Thursday, February 19, 2009
difficulty with photos
I have some decent photos that will add nicely to this blog, but I'm having problems getting them to work. I'm starving now so I'll get to it later. Until then you can check out my flickr.
http://flickr.com/photos/birthdaybeard
http://flickr.com/photos/birthdaybeard
We like to party
Vienna has museums everywhere, and most of them sound really interesting. I scrawled down my shortlist on my pocket notepad and asked the hostel receptionist to circle them on my map. I know that reading about somebody visiting museums is ridiculously boring, but I must oblige myself for as briefly as possible. If you’re not interested skip down a few paragraphs and the party will start.

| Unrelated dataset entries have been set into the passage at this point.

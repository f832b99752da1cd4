//! Error types for dirconfig.

use std::path::PathBuf;

/// Result type alias for dirconfig operations.
pub type Result<T> = std::result::Result<T, ConfigError>;

/// Errors that can occur when loading or watching configuration.
#[derive(Debug, thiserror::Error)]
pub enum ConfigError {
    /// The file extension is not one of `json`, `yml` or `yaml`.
    #[error("unsupported file type: {}", .0.display())]
    UnsupportedFileType(PathBuf),

    /// Failed to parse a configuration document.
    #[error("Failed to parse configuration: {0}")]
    ParseError(String),

    /// IO error occurred.
    #[error("IO error: {0}")]
    IoError(#[from] std::io::Error),

    /// A single configuration file could not be read or decoded.
    ///
    /// Wraps the underlying failure with the offending path.
    #[error("could not read {}: {source}", .path.display())]
    FileError {
        /// The file that failed
        path: PathBuf,
        /// What went wrong with it
        #[source]
        source: Box<ConfigError>,
    },

    /// Traversing the configuration directory failed.
    #[error("Failed to walk configuration directory: {0}")]
    WalkError(#[from] walkdir::Error),

    /// File watching failed to initialize.
    #[error("File watching error: {0}")]
    WatchError(String),

    /// A watch is already active on this provider.
    #[error("already watching")]
    AlreadyWatching,

    /// Failed to deserialize a snapshot into a typed configuration.
    #[error("Failed to deserialize configuration: {0}")]
    DeserializationError(String),
}

impl ConfigError {
    /// Wrap an error with the path of the file that caused it.
    pub fn in_file(self, path: impl Into<PathBuf>) -> Self {
        Self::FileError {
            path: path.into(),
            source: Box::new(self),
        }
    }
}

#[cfg(test)]
mod tests {
    use super::*;

    #[test]
    fn test_file_error_names_path() {
        let err = ConfigError::UnsupportedFileType(PathBuf::from("conf/app.txt"))
            .in_file("conf/app.txt");
        let msg = err.to_string();
        assert!(msg.starts_with("could not read conf/app.txt"));
        assert!(msg.contains("unsupported file type"));
    }

    #[test]
    fn test_already_watching_message() {
        assert_eq!(ConfigError::AlreadyWatching.to_string(), "already watching");
    }
}
//! Provider trait.

use crate::core::{Data, ProviderType};
use crate::error::Result;
use async_trait::async_trait;
use tokio::sync::mpsc;

/// Trait for configuration providers.
///
/// A provider hands back an initial snapshot and may keep pushing fresh
/// snapshots onto a channel owned by the caller. Implement this trait to add
/// other sources (environment variables, remote stores) alongside the
/// directory provider.
#[async_trait]
pub trait Provider: Send + Sync {
    /// Load the initial snapshot and, if the provider supports it, start
    /// publishing updates to `data_tx`.
    ///
    /// The provider writes to `data_tx` but never closes it. A bounded channel
    /// of small capacity makes slow consumers throttle the provider.
    ///
    /// # Errors
    ///
    /// Returns an error if the initial load fails and the provider will not
    /// produce any further data.
    async fn provide(&self, data_tx: mpsc::Sender<Data>) -> Result<Data>;

    /// Stop publishing updates and release any background resources.
    ///
    /// Must be safe to call on a provider that was never started, and more
    /// than once.
    fn close(&self) -> Result<()>;

    /// The tag attached to every snapshot this provider produces.
    fn provider_type(&self) -> ProviderType;
}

So, my memory is really foggy from all the…stimulus overload…and the drinking, but mostly the latter. One day I went to the modern art museum something at an art school. It usually has two rotating exhibits. I visited it, but I’m not exactly sure if it was actually the museum I was trying to find. It cost about $10 admission to see one exhibit called “shooting into the corner” and another about stolen stuff from the Jews. I walked in and saw a huge air cannon pointed into the corner of a big white room. The corner is smeared with a crimson, greasy, chunky substance oozing down to a massive pile of sludge at the bottom. I’m reading about it, it shoots 20 lb wax plugs into the corner, and was made my Anish Kapoor, who also made the famous shiny Chicago jellybean in Millennium Park. Then a guy starts walking around in the exhibit near the cannon, moving some cardboard shells. Then he turns on an air compressor and loads the cannon……..BOOM!!splat. This is the only sound that, aside from the humming compressor, has disturbed the still air. My jaw drops. “haaaaa Holy shit” I say to myself. That was well worth the price of admission, and thankfully, because the Jew stuff upstairs was incredibly boring.
I also found a small museum of medical history. It was hidden in a university med school. It had great stuff, bloodletting instruments, early prosthesis’s (I’m not sure how to say the plural of prosthesis. It rarely comes up, and only in very sad stories I imagine.), super detailed and old wax models used for teaching doctors, and the original hand washing stations used by Semmelweis, who discovered that hand washing in the hospital delivery room decreased infections and infant mortality. OK, so I may be the only nerd who likes this. It was tricky to find and nobody else was there. It was badass though.
At my hostel I met a girl named Anna from South Dakota who teaches English in Cairo (so strange I know, because I didn’t realize people came from South Dakota). Together we went ice skating in a park. It was in two outdoor rinks with a path connecting them. On one side of the park was a massive and beautiful gothic building called Rathaus, on another was the Austrian Parliament. This was so perfect. I think it will long be one of my fondest memories of Europe. Afterward we went to a huge art museum full of Flemish and Italian paintings, mostly scenes of religious stuff and Greek mythology. There was some Egyptian stuff that was really cool, the best being a mummified crocodile!!! The fusion of two of the most badass things, crocodiles and mummies, really made that museum almost worth the 3 hours of wandering through works that all looked similar to me. I enjoyed Anna’s company more than I enjoyed most of the art. Apparently I’m an uncultured stupid American. Oh well. Let’s party.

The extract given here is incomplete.